//! # rbrc - Single-Pass Station Statistics
//!
//! Computes the minimum, mean and maximum value per key over large text files
//! of `key;value` records, and renders a deterministic summary:
//!
//! ```text
//! {Berlin=20.0/22.5/25.0, Hamburg=8.0/10.0/12.0}
//! ```
//!
//! ## Features
//!
//! - **Zero-copy input**: Memory-mapped access for large files, keys borrowed from the mapping
//! - **Exact arithmetic**: Fixed-point values, integer sums, mean computed only at output time
//! - **Parallel fold**: Line-aligned shards folded on a rayon pool and merged
//! - **Deterministic output**: Byte-ordered keys, round-half-to-even to one digit
//!
//! ## Architecture
//!
//! - [`error`] - Centralized error types and handling
//! - [`source`] - Input acquisition (buffered or memory-mapped)
//! - [`tokenizer`] - Newline splitting and line-aligned sharding
//! - [`parser`] - Record splitting and value parsing
//! - [`aggregate`] - Per-key statistics and the aggregation table
//! - [`engine`] - Sequential and sharded folds, end-to-end run
//! - [`format`] - Summary rendering
//! - [`config`] - Run configuration

pub mod error;
pub mod source;
pub mod tokenizer;

pub mod measurement;
pub mod parser;

pub mod aggregate;
pub mod engine;
pub mod format;

pub mod config;

// Re-export commonly used types for convenience
pub use error::{RbrcError, Result};

pub use aggregate::{Aggregate, AggregationTable};
pub use config::Config;
pub use engine::{run, summarize, FoldStrategy, Report, SequentialFold, ShardedFold};
pub use format::format_summary;
pub use measurement::Measurement;
pub use source::{InputSource, SourceFactory, SourceStrategy};

// Version information
pub const VERSION: &str = env!("CARGO_PKG_VERSION");
//! Authentication middleware
//!
//! Resolves the caller from the `session_token` cookie and, for
//! privileged routes, checks the `X-CSRF-Token` header against the
//! member's stored CSRF digest.

use axum::{
    async_trait,
    extract::{FromRef, FromRequestParts, State},
    http::{HeaderMap, Request, request::Parts},
    middleware::Next,
    response::Response,
};
use axum_extra::extract::CookieJar;

use super::session::{CSRF_HEADER, SESSION_COOKIE, hash_token, token_matches};
use crate::AppState;
use crate::data::Database;
use crate::error::{AppError, AuthError};

/// Member that passed the session and CSRF checks
#[derive(Debug, Clone, PartialEq, Eq)]
pub struct AuthenticatedMember {
    pub username: String,
}

fn session_token(jar: &CookieJar) -> &str {
    jar.get(SESSION_COOKIE)
        .map(|cookie| cookie.value())
        .unwrap_or_default()
}

/// Map a session cookie to a username
///
/// Returns `None` when the cookie is absent or empty, or when the
/// digest does not match exactly one member. Never inspects CSRF.
pub async fn resolve_identity(db: &Database, jar: &CookieJar) -> Result<Option<String>, AppError> {
    let token = session_token(jar);
    if token.is_empty() {
        return Ok(None);
    }

    let mut matches = db.find_usernames_by_session_hash(&hash_token(token)).await?;
    if matches.len() != 1 {
        if matches.len() > 1 {
            tracing::warn!(count = matches.len(), "Session digest shared by several members");
        }
        return Ok(None);
    }

    Ok(matches.pop())
}

/// Full check before any privileged mutation
///
/// The CSRF value is read from the header only; the `csrf_token`
/// cookie is sent automatically by browsers and proves nothing.
pub async fn authorize(db: &Database, headers: &HeaderMap) -> Result<AuthenticatedMember, AppError> {
    let jar = CookieJar::from_headers(headers);

    let username = resolve_identity(db, &jar)
        .await?
        .ok_or(AuthError::NoSuchSession)?;

    let member = db
        .get_member(&username)
        .await?
        .ok_or(AuthError::InvalidSession)?;

    if !token_matches(member.session_token_hash.as_deref(), session_token(&jar)) {
        return Err(AuthError::InvalidSession.into());
    }

    let csrf = headers
        .get(CSRF_HEADER)
        .and_then(|value| value.to_str().ok())
        .unwrap_or_default();
    if !token_matches(member.csrf_token_hash.as_deref(), csrf) {
        return Err(AuthError::InvalidCsrf.into());
    }

    Ok(AuthenticatedMember { username })
}

/// Middleware to require a fully authorized member
///
/// Adds `AuthenticatedMember` to request extensions if valid.
///
/// # Usage
/// ```ignore
/// let protected_routes = Router::new()
///     .route("/post", post(create_post))
///     .route_layer(middleware::from_fn_with_state(state, require_auth));
/// ```
pub async fn require_auth(
    State(state): State<AppState>,
    mut request: Request<axum::body::Body>,
    next: Next,
) -> Result<Response, AppError> {
    let member = authorize(&state.db, request.headers()).await?;
    request.extensions_mut().insert(member);

    Ok(next.run(request).await)
}

/// Extractor for the authorized caller (session and CSRF checked)
#[derive(Debug, Clone)]
pub struct CurrentMember(pub String);

#[async_trait]
impl<S> FromRequestParts<S> for CurrentMember
where
    AppState: FromRef<S>,
    S: Send + Sync,
{
    type Rejection = AppError;

    async fn from_request_parts(parts: &mut Parts, state: &S) -> Result<Self, Self::Rejection> {
        if let Some(member) = parts.extensions.get::<AuthenticatedMember>() {
            return Ok(CurrentMember(member.username.clone()));
        }

        let state = AppState::from_ref(state);
        let member = authorize(&state.db, &parts.headers).await?;
        parts.extensions.insert(member.clone());

        Ok(CurrentMember(member.username))
    }
}
//! Data layer module
//!
//! Handles all data persistence:
//! - SQLite database operations
//! - Entity models and the reaction state machine

mod database;
mod models;

pub use database::Database;
pub use models::*;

--*--

In the records above, find the line containing "Ok(next.run(request).await)" and print it and every later line exactly, through the last one.

(Expected output):
    Ok(next.run(request).await)
}

/// Extractor for the authorized caller (session and CSRF checked)
#[derive(Debug, Clone)]
pub struct CurrentMember(pub String);

#[async_trait]
impl<S> FromRequestParts<S> for CurrentMember
where
    AppState: FromRef<S>,
    S: Send + Sync,
{
    type Rejection = AppError;

    async fn from_request_parts(parts: &mut Parts, state: &S) -> Result<Self, Self::Rejection> {
        if let Some(member) = parts.extensions.get::<AuthenticatedMember>() {
            return Ok(CurrentMember(member.username.clone()));
        }

        let state = AppState::from_ref(state);
        let member = authorize(&state.db, &parts.headers).await?;
        parts.extensions.insert(member.clone());

        Ok(CurrentMember(member.username))
    }
}
//! Data layer module
//!
//! Handles all data persistence:
//! - SQLite database operations
//! - Entity models and the reaction state machine

mod database;
mod models;

pub use database::Database;
pub use models::*;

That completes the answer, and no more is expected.